### [DATA TO EXAMINE]

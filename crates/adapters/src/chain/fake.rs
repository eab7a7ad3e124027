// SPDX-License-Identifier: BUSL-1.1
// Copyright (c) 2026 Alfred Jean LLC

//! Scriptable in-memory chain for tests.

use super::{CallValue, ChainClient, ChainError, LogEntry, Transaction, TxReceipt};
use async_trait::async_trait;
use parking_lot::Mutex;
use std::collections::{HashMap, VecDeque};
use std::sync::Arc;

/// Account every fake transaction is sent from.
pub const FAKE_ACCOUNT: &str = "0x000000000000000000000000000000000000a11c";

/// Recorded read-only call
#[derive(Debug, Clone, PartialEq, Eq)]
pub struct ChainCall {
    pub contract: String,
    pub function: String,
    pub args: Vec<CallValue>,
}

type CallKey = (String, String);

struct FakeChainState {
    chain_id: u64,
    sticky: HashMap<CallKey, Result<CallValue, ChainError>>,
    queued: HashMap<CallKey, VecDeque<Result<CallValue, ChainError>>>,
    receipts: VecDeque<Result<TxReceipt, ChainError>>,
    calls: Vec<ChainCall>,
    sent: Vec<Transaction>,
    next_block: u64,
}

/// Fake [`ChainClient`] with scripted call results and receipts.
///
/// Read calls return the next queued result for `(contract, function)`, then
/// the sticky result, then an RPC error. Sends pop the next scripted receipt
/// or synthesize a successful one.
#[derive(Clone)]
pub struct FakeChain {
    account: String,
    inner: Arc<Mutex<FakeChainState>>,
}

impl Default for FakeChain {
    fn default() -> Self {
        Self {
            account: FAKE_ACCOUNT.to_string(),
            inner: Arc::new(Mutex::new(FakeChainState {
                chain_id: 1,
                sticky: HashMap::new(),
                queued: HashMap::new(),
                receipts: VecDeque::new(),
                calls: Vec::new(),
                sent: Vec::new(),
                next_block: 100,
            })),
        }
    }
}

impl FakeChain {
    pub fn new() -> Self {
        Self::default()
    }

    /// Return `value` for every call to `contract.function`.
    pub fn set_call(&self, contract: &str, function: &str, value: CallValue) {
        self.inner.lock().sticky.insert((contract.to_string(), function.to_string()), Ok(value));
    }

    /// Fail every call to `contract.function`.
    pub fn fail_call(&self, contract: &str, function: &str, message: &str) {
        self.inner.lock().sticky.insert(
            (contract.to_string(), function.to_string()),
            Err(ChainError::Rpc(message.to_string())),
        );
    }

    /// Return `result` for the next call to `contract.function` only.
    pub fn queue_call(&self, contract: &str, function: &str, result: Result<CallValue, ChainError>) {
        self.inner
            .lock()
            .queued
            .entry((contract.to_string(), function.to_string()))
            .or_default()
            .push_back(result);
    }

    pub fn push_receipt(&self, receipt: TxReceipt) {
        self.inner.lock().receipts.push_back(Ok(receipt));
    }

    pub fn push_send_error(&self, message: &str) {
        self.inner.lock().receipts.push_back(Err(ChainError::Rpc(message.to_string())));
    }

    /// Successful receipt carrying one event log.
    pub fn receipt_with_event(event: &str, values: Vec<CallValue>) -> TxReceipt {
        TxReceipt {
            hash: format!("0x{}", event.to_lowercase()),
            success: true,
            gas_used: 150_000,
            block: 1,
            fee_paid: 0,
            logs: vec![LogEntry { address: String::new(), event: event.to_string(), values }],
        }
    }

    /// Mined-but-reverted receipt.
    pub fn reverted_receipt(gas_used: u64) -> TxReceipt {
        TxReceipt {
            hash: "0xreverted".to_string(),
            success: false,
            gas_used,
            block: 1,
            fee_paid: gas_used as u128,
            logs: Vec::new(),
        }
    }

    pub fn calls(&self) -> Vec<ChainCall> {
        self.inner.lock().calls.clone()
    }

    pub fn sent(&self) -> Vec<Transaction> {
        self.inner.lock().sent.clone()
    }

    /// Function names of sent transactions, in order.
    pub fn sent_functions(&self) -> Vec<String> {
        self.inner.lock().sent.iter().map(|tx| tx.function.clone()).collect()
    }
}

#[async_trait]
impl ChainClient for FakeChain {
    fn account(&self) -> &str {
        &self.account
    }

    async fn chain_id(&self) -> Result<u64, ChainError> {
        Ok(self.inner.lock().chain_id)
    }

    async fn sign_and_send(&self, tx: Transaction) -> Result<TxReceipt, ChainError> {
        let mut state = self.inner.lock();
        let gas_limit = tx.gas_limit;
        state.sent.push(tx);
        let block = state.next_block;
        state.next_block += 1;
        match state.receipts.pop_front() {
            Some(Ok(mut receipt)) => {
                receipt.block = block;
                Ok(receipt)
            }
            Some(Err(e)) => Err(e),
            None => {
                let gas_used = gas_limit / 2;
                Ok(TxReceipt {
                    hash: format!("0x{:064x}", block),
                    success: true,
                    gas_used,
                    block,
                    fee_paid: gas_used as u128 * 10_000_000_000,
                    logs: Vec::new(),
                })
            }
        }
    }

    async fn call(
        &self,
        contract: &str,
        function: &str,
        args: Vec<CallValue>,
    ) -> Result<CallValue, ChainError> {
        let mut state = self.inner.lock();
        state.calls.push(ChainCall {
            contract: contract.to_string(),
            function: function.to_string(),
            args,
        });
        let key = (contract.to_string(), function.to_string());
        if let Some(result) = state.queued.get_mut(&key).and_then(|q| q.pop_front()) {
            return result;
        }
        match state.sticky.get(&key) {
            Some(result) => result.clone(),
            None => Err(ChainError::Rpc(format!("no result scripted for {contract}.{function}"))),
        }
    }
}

==

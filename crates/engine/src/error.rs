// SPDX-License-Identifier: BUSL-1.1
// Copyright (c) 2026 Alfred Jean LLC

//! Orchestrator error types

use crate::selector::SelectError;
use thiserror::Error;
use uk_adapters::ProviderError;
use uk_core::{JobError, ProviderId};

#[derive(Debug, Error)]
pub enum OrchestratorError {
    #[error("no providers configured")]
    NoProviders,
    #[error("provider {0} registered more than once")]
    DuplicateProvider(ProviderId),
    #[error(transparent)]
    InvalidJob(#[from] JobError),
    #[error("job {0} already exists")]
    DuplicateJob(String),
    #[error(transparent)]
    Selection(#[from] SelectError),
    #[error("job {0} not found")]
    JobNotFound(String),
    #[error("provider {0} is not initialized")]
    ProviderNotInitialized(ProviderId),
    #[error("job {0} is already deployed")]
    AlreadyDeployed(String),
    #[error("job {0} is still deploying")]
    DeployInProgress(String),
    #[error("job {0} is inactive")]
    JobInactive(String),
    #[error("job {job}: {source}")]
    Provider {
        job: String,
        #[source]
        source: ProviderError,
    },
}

### [WHAT IS REQUIRED]
Show all lines in the preceding material that have "derive" in them.

### [YOUR SOLUTION]
#[derive(Debug, Clone, PartialEq, Eq)]
#[derive(Clone)]
#[derive(Debug, Error)]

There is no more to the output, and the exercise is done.